[Stored items]

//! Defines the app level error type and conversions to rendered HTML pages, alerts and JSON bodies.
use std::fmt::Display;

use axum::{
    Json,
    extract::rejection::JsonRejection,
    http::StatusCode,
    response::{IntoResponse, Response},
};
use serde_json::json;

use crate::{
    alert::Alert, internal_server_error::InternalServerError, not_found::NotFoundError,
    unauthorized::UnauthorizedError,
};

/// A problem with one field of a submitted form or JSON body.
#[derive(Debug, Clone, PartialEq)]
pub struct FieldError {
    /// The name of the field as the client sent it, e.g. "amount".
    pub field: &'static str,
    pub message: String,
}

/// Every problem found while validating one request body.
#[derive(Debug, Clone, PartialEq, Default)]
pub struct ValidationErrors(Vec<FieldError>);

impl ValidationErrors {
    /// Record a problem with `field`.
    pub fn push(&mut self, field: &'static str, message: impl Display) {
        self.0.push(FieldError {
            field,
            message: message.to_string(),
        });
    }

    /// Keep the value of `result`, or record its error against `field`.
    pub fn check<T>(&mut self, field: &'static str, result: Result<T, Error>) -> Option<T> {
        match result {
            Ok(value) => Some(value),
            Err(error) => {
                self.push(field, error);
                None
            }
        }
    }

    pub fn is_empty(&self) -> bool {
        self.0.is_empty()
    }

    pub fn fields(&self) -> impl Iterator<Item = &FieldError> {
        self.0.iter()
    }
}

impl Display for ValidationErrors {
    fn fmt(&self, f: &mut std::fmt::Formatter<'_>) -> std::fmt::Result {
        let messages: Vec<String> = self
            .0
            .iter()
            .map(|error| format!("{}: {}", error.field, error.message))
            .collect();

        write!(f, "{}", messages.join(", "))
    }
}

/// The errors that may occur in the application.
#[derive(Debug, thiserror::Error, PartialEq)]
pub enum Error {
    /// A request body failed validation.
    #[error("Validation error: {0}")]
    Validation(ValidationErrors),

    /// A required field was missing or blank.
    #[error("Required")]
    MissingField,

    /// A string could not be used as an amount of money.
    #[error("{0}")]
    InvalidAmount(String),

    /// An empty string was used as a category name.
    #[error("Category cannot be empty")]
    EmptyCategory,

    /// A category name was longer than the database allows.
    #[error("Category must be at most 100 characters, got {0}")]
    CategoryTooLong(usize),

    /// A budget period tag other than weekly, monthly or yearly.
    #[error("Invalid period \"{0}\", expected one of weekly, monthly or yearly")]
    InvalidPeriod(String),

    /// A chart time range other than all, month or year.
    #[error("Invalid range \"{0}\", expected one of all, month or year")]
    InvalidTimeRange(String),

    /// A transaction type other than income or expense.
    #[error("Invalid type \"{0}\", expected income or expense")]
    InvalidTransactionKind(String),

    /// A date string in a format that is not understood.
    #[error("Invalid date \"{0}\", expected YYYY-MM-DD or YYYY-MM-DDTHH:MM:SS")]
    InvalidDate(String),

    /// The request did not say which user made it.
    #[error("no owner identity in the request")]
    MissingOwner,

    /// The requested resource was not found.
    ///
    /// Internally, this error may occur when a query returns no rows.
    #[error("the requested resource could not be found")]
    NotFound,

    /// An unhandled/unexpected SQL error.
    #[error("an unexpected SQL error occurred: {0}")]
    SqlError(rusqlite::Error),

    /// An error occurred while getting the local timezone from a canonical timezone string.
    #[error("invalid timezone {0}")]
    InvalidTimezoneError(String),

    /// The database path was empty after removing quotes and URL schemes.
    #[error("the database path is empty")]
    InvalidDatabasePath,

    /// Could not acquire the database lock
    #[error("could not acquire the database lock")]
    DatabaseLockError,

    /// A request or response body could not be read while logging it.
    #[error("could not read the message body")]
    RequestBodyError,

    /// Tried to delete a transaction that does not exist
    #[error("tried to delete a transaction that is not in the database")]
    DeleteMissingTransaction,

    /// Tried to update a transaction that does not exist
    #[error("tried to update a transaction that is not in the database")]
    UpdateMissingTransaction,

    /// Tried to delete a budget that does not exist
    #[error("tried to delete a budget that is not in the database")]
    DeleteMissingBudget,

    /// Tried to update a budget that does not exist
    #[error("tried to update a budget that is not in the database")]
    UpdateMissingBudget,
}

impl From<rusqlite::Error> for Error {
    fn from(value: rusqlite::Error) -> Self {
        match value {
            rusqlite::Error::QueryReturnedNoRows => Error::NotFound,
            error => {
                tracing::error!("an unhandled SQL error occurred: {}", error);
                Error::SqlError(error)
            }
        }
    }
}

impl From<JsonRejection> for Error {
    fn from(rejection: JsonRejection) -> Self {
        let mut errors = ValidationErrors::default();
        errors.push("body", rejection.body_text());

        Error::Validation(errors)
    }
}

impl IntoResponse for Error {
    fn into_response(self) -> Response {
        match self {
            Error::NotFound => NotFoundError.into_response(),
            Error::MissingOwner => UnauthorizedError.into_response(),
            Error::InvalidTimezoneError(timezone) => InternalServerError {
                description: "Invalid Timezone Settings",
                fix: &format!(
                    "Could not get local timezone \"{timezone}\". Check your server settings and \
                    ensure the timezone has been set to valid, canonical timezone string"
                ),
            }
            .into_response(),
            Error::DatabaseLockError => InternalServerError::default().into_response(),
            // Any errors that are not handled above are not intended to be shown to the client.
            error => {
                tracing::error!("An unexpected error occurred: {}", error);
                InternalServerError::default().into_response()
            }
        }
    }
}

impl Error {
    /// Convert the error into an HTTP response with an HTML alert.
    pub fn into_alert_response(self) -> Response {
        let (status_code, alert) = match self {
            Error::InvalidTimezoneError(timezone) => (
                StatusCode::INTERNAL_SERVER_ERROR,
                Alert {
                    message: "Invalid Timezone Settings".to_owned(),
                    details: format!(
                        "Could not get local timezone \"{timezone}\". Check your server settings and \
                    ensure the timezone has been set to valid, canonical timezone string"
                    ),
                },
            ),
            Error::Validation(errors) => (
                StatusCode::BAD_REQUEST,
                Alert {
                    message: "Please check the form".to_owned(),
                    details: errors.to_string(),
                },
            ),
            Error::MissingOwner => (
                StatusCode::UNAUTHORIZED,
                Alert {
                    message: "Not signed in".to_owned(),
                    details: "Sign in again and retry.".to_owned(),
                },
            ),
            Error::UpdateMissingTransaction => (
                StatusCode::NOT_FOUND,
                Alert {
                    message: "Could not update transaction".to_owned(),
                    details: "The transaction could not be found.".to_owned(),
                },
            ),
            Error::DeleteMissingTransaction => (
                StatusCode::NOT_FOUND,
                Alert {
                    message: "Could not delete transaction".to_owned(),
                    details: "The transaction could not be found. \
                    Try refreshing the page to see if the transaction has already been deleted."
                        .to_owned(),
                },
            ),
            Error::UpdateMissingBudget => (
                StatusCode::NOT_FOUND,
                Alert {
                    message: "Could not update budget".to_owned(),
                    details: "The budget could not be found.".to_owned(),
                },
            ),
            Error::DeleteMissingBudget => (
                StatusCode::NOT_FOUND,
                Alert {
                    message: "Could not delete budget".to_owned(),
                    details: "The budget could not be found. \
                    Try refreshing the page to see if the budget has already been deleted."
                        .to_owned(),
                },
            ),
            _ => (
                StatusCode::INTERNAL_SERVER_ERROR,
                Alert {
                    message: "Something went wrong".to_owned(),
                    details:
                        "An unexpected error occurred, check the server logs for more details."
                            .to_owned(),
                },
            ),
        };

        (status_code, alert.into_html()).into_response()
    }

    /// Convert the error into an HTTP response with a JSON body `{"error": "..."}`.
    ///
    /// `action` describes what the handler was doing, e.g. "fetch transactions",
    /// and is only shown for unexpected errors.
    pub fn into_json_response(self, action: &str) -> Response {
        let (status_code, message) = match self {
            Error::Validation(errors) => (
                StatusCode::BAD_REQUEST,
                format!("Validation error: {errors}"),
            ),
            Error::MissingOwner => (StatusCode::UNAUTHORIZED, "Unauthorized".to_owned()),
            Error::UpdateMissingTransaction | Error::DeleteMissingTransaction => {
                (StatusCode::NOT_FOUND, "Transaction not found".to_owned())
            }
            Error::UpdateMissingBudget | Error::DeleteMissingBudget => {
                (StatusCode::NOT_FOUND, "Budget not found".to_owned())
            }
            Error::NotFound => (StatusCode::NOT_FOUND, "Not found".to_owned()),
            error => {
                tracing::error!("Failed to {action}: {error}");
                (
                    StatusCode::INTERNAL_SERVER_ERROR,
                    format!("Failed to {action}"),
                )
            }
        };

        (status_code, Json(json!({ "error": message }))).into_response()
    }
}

Instructions to follow —
Given the data above, transcribe exactly the lines from the one containing "and URL schemes." down to the one containing "delete a transaction that does not exist", and no others.

Task answer —
    /// The database path was empty after removing quotes and URL schemes.
    #[error("the database path is empty")]
    InvalidDatabasePath,

    /// Could not acquire the database lock
    #[error("could not acquire the database lock")]
    DatabaseLockError,

    /// A request or response body could not be read while logging it.
    #[error("could not read the message body")]
    RequestBodyError,

    /// Tried to delete a transaction that does not exist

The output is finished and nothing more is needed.